* Problem to solve *
Your task is to repeat the data exactly, every line of it.
===
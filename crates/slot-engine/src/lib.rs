//! # slot-engine
//!
//! Deterministic single-day meeting-slot search for shared calendars.
//!
//! Given one day's worth of events and a meeting request (who must attend,
//! for how long), the engine computes every window of the day in which the
//! meeting fits without clashing with any attendee's existing events. The
//! whole computation is pure: no I/O, no shared state, the same inputs always
//! produce the same slots in the same order.
//!
//! ## Quick start
//!
//! ```rust
//! use slot_engine::{find_available_slots, Event, MeetingRequest, TimeRange};
//!
//! // Alice has a standup from 09:00 to 09:30.
//! let events = vec![Event::new(
//!     "Standup",
//!     TimeRange::new(540, 570).unwrap(),
//!     ["alice", "bob"],
//! )];
//!
//! // She needs an hour with us sometime today.
//! let request = MeetingRequest::new(["alice"], 60);
//!
//! let slots = find_available_slots(&events, &request);
//! assert_eq!(slots[0], TimeRange::new(0, 540).unwrap());
//! ```
//!
//! ## Modules
//!
//! - [`timerange`] — minute-of-day intervals with strict overlap semantics
//! - [`event`] — calendar events and meeting requests
//! - [`conflict`] — attendee-based conflict filtering and double-booking report
//! - [`query`] — the gap sweep that produces schedulable slots
//! - [`availability`] — merged busy/free view of one day
//! - [`error`] — error types

pub mod availability;
pub mod conflict;
pub mod error;
pub mod event;
pub mod query;
pub mod timerange;

pub use availability::{day_availability, DayAvailability};
pub use conflict::{find_attendee_conflicts, Conflict};
pub use error::ScheduleError;
pub use event::{Event, MeetingRequest};
pub use query::{find_available_slots, find_first_available_slot};
pub use timerange::TimeRange;
//! Calendar events and meeting requests.
//!
//! Plain immutable containers with value equality. An [`Event`] records who
//! is busy and when; a [`MeetingRequest`] names who must attend a prospective
//! meeting and for how long. Neither performs validation beyond what
//! [`TimeRange`] already enforces.

use std::collections::HashSet;

use crate::timerange::TimeRange;

/// A calendar event: a time range plus the set of people attending it.
#[derive(Debug, Clone, PartialEq, Eq)]
pub struct Event {
    title: String,
    when: TimeRange,
    attendees: HashSet<String>,
}

impl Event {
    /// Build an event. Duplicate attendee identifiers collapse into the set;
    /// an empty attendee list is tolerated (such an event can never conflict
    /// with any request).
    pub fn new<T, I, A>(title: T, when: TimeRange, attendees: I) -> Self
    where
        T: Into<String>,
        I: IntoIterator<Item = A>,
        A: Into<String>,
    {
        Event {
            title: title.into(),
            when,
            attendees: attendees.into_iter().map(Into::into).collect(),
        }
    }

    pub fn title(&self) -> &str {
        &self.title
    }

    pub fn when(&self) -> TimeRange {
        self.when
    }

    pub fn attendees(&self) -> &HashSet<String> {
        &self.attendees
    }
}

/// A request to schedule a meeting: who has to be there and how many minutes
/// are needed. The duration may exceed a whole day; every query then comes
/// back empty.
#[derive(Debug, Clone, PartialEq, Eq)]
pub struct MeetingRequest {
    attendees: HashSet<String>,
    duration_minutes: u32,
}

impl MeetingRequest {
    pub fn new<I, A>(attendees: I, duration_minutes: u32) -> Self
    where
        I: IntoIterator<Item = A>,
        A: Into<String>,
    {
        MeetingRequest {
            attendees: attendees.into_iter().map(Into::into).collect(),
            duration_minutes,
        }
    }

    pub fn attendees(&self) -> &HashSet<String> {
        &self.attendees
    }

    pub fn duration_minutes(&self) -> u32 {
        self.duration_minutes
    }
}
===
* Output of the exercise *
filename crates/slot-engine/src/lib.rs
//! # slot-engine
//!
//! Deterministic single-day meeting-slot search for shared calendars.
//!
//! Given one day's worth of events and a meeting request (who must attend,
//! for how long), the engine computes every window of the day in which the
//! meeting fits without clashing with any attendee's existing events. The
//! whole computation is pure: no I/O, no shared state, the same inputs always
//! produce the same slots in the same order.
//!
//! ## Quick start
//!
//! ```rust
//! use slot_engine::{find_available_slots, Event, MeetingRequest, TimeRange};
//!
//! // Alice has a standup from 09:00 to 09:30.
//! let events = vec![Event::new(
//!     "Standup",
//!     TimeRange::new(540, 570).unwrap(),
//!     ["alice", "bob"],
//! )];
//!
//! // She needs an hour with us sometime today.
//! let request = MeetingRequest::new(["alice"], 60);
//!
//! let slots = find_available_slots(&events, &request);
//! assert_eq!(slots[0], TimeRange::new(0, 540).unwrap());
//! ```
//!
//! ## Modules
//!
//! - [`timerange`] — minute-of-day intervals with strict overlap semantics
//! - [`event`] — calendar events and meeting requests
//! - [`conflict`] — attendee-based conflict filtering and double-booking report
//! - [`query`] — the gap sweep that produces schedulable slots
//! - [`availability`] — merged busy/free view of one day
//! - [`error`] — error types

pub mod availability;
pub mod conflict;
pub mod error;
pub mod event;
pub mod query;
pub mod timerange;

pub use availability::{day_availability, DayAvailability};
pub use conflict::{find_attendee_conflicts, Conflict};
pub use error::ScheduleError;
pub use event::{Event, MeetingRequest};
pub use query::{find_available_slots, find_first_available_slot};
pub use timerange::TimeRange;
//! Calendar events and meeting requests.
//!
//! Plain immutable containers with value equality. An [`Event`] records who
//! is busy and when; a [`MeetingRequest`] names who must attend a prospective
//! meeting and for how long. Neither performs validation beyond what
//! [`TimeRange`] already enforces.

use std::collections::HashSet;

use crate::timerange::TimeRange;

/// A calendar event: a time range plus the set of people attending it.
#[derive(Debug, Clone, PartialEq, Eq)]
pub struct Event {
    title: String,
    when: TimeRange,
    attendees: HashSet<String>,
}

impl Event {
    /// Build an event. Duplicate attendee identifiers collapse into the set;
    /// an empty attendee list is tolerated (such an event can never conflict
    /// with any request).
    pub fn new<T, I, A>(title: T, when: TimeRange, attendees: I) -> Self
    where
        T: Into<String>,
        I: IntoIterator<Item = A>,
        A: Into<String>,
    {
        Event {
            title: title.into(),
            when,
            attendees: attendees.into_iter().map(Into::into).collect(),
        }
    }

    pub fn title(&self) -> &str {
        &self.title
    }

    pub fn when(&self) -> TimeRange {
        self.when
    }

    pub fn attendees(&self) -> &HashSet<String> {
        &self.attendees
    }
}

/// A request to schedule a meeting: who has to be there and how many minutes
/// are needed. The duration may exceed a whole day; every query then comes
/// back empty.
#[derive(Debug, Clone, PartialEq, Eq)]
pub struct MeetingRequest {
    attendees: HashSet<String>,
    duration_minutes: u32,
}

impl MeetingRequest {
    pub fn new<I, A>(attendees: I, duration_minutes: u32) -> Self
    where
        I: IntoIterator<Item = A>,
        A: Into<String>,
    {
        MeetingRequest {
            attendees: attendees.into_iter().map(Into::into).collect(),
            duration_minutes,
        }
    }

    pub fn attendees(&self) -> &HashSet<String> {
        &self.attendees
    }

    pub fn duration_minutes(&self) -> u32 {
        self.duration_minutes
    }
}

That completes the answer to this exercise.